Tools & Software — ProM — iDHM

An interactive data-aware process discovery tool based on the ideas of the heuristics miner combined with classification techniques.



An interactive data-aware process discovery tool based on the ideas of the heuristics miner combined with classification techniques. The iDHM implements a process discovery method that uses the data attributes to distinguish infrequent paths from random noise by using classification techniques.
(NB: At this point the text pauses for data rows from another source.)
use std::sync::Arc;

use log::info;

use crate::core::config::SimConfig;
use crate::core::error::EngineError;
use crate::core::parts::ParticleStore;
use crate::core::random::SimRng;
use crate::domain::content::ContentRegistry;
use crate::spatial::fields::FieldGrid;
use crate::systems::air::AirSolver;
use crate::systems::behaviors::BehaviorRegistry;
use crate::systems::movement::MoveRules;

use super::perf_stats::PerfStats;
use super::Simulation;

pub(super) fn create_simulation(
    width: u32,
    height: u32,
    capacity: usize,
    config: SimConfig,
    content: ContentRegistry,
) -> Result<Simulation, EngineError> {
    let mut fields = FieldGrid::new(width, height)?;
    fields.reset(config.ambient_temp);

    let rules = MoveRules::build(&content);
    let behaviors = BehaviorRegistry::for_content(&content);
    let air = AirSolver::new(fields.size());
    let rng = SimRng::new(config.seed);

    info!(
        "simulation {}x{} ({}x{} cells), capacity {}, {} elements",
        width,
        height,
        fields.cells_x(),
        fields.cells_y(),
        capacity,
        content.element_count()
    );

    Ok(Simulation {
        content: Arc::new(content),
        parts: ParticleStore::new(width, height, capacity),
        fields,
        rules,
        behaviors,
        air,
        rng,
        config,
        width,
        height,
        frame: 0,
        spawn_failures: 0,
        colors: vec![0u32; (width * height) as usize],
        perf_enabled: false,
        perf_stats: PerfStats::default(),
    })
}
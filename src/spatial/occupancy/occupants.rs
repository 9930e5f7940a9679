use super::MAX_ENERGY_PER_PIXEL;

const CAP: usize = MAX_ENERGY_PER_PIXEL + 1;

/// Slots found at one pixel, copied out of the index.
///
/// Plain occupant first, then energy occupants in registration order.
/// `Clone` gives a fresh pass over the same snapshot.
#[derive(Clone, Copy, Debug)]
pub struct Occupants {
    slots: [u32; CAP],
    len: u8,
    pos: u8,
}

impl Occupants {
    #[inline]
    pub(super) fn empty() -> Self {
        Self { slots: [0; CAP], len: 0, pos: 0 }
    }

    #[inline]
    pub(super) fn push(&mut self, slot: usize) {
        fast!(self.slots, [self.len as usize] = slot as u32);
        self.len += 1;
    }

    #[inline]
    pub fn is_empty(&self) -> bool {
        self.pos >= self.len
    }
}

impl Iterator for Occupants {
    type Item = usize;

    #[inline]
    fn next(&mut self) -> Option<usize> {
        if self.pos >= self.len {
            return None;
        }
        let slot = self.slots[self.pos as usize] as usize;
        self.pos += 1;
        Some(slot)
    }

    #[inline]
    fn size_hint(&self) -> (usize, Option<usize>) {
        let n = (self.len - self.pos) as usize;
        (n, Some(n))
    }
}

impl ExactSizeIterator for Occupants {}
//! Element behaviors
//!
//! Per-element callbacks plugged into the dispatch loop. Each element id maps
//! to one `ElementBehavior` strategy object in a fixed-size table, so
//! dispatch is a single indexed load regardless of how many elements are
//! registered. Every hook has a no-op default.

mod context;
mod energy;
mod fire;
mod utility;

use std::sync::Arc;

pub use context::UpdateContext;
pub use energy::{PhotonBehavior, SparkBehavior};
pub use fire::FireBehavior;
pub use utility::{CloneBehavior, VoidBehavior};

use crate::core::parts::Particle;
use crate::domain::content::ContentRegistry;
use crate::elements::{BehaviorKind, ElementId, ElementProps, MAX_ELEMENTS};
use crate::reactions::ReactionBehavior;

/// What `update` did to its own slot
#[derive(Clone, Copy, Debug, PartialEq, Eq)]
pub enum UpdateOutcome {
    Unchanged,
    /// The slot was killed, replaced or moved; the loop must not reuse any
    /// local copy of it
    Changed,
}

/// Draw instructions returned by `graphics`
#[derive(Clone, Copy, Debug, PartialEq, Eq)]
pub struct PixelDirectives {
    /// ARGB
    pub color: u32,
    /// Additive glow around the pixel
    pub glow: bool,
}

impl PixelDirectives {
    /// Descriptor color, with the decoration layered over it when set
    pub fn base(p: &Particle, props: &ElementProps) -> Self {
        let color = if p.dcolour >> 24 != 0 { blend_argb(props.color, p.dcolour) } else { props.color };
        Self { color, glow: false }
    }
}

/// Alpha-blend `over` onto `under`, keeping `under`'s alpha
pub fn blend_argb(under: u32, over: u32) -> u32 {
    let a = over >> 24;
    let mix = |shift: u32| {
        let u = (under >> shift) & 0xFF;
        let o = (over >> shift) & 0xFF;
        ((o * a + u * (255 - a)) / 255) << shift
    };
    (under & 0xFF00_0000) | mix(16) | mix(8) | mix(0)
}

/// Callbacks for one element. Implementations must be stateless (or keep
/// their state in the particle's scratch fields) since one instance serves
/// every particle of the element.
pub trait ElementBehavior: Send + Sync {
    /// Runs once per tick after the generic physics
    fn update(&self, _ctx: &mut UpdateContext) -> UpdateOutcome {
        UpdateOutcome::Unchanged
    }

    fn graphics(&self, p: &Particle, props: &ElementProps) -> PixelDirectives {
        PixelDirectives::base(p, props)
    }

    /// Runs right after a particle of this element is spawned; `ctx.slot`
    /// is the new particle
    fn create(&self, _ctx: &mut UpdateContext) {}

    /// Runs after `ctx.slot` turned into this element
    fn change_type(&self, _ctx: &mut UpdateContext, _from: ElementId, _to: ElementId) {}
}

/// Behavior table indexed by element id
#[derive(Clone)]
pub struct BehaviorRegistry {
    table: Vec<Arc<dyn ElementBehavior>>,
}

impl BehaviorRegistry {
    /// Wire every registered element to the behavior its content names
    pub fn for_content(content: &ContentRegistry) -> Self {
        let reactive: Arc<dyn ElementBehavior> = Arc::new(ReactionBehavior);
        let mut table = vec![Arc::clone(&reactive); MAX_ELEMENTS];
        for id in 0..content.element_count() {
            table[id] = match content.behavior_kind(id as ElementId) {
                // elements without their own behavior still take part in
                // table reactions
                BehaviorKind::None | BehaviorKind::Reactive => Arc::clone(&reactive),
                kind => behavior_for(kind),
            };
        }
        Self { table }
    }

    #[inline]
    pub fn get(&self, id: ElementId) -> &dyn ElementBehavior {
        fast!(self.table, [id as usize]).as_ref()
    }

    /// Replace the behavior of one element
    pub fn register(&mut self, id: ElementId, behavior: Arc<dyn ElementBehavior>) {
        self.table[id as usize] = behavior;
    }
}

/// Built-in strategy object for a behavior kind
pub fn behavior_for(kind: BehaviorKind) -> Arc<dyn ElementBehavior> {
    match kind {
        BehaviorKind::None | BehaviorKind::Reactive => Arc::new(ReactionBehavior),
        BehaviorKind::Fire => Arc::new(FireBehavior),
        BehaviorKind::Photon => Arc::new(PhotonBehavior),
        BehaviorKind::Spark => Arc::new(SparkBehavior),
        BehaviorKind::UtilityClone => Arc::new(CloneBehavior),
        BehaviorKind::UtilityVoid => Arc::new(VoidBehavior),
    }
}

/// The 8-neighbour ring, row by row. Fixed order so reaction scans are
/// deterministic.
pub const NEIGHBOURS: [(i32, i32); 8] = [
    (-1, -1), (0, -1), (1, -1),
    (-1, 0),           (1, 0),
    (-1, 1),  (0, 1),  (1, 1),
];

#[cfg(test)]
mod tests {
    use super::*;

    #[test]
    fn decoration_blends_over_base() {
        let under = 0xFF00_0000;
        assert_eq!(blend_argb(under, 0xFFFF_FFFF), 0xFFFF_FFFF);
        assert_eq!(blend_argb(0xFF12_3456, 0x00FF_FFFF), 0xFF12_3456);
    }

    #[test]
    fn every_id_has_a_behavior() {
        let content = ContentRegistry::from_builtin();
        let reg = BehaviorRegistry::for_content(&content);
        for id in 0..=255u8 {
            let _ = reg.get(id);
        }
    }
}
Data- and control-flow of the process are discovered together.

Traces from the event log may be filtered by using a SQL-like query syntax ①. Generally, the output is presented in form of a C-Net, but other output formats such as Petri net or Data Petri net can also be chosen ②. The heuristic used for each step of the iDHM can be configured ③. Several thresholds are used to configure the heuristics ④. At the bottom of the screen a legend explains the used color coding ⑤. Edges can be selected to show more information ⑥.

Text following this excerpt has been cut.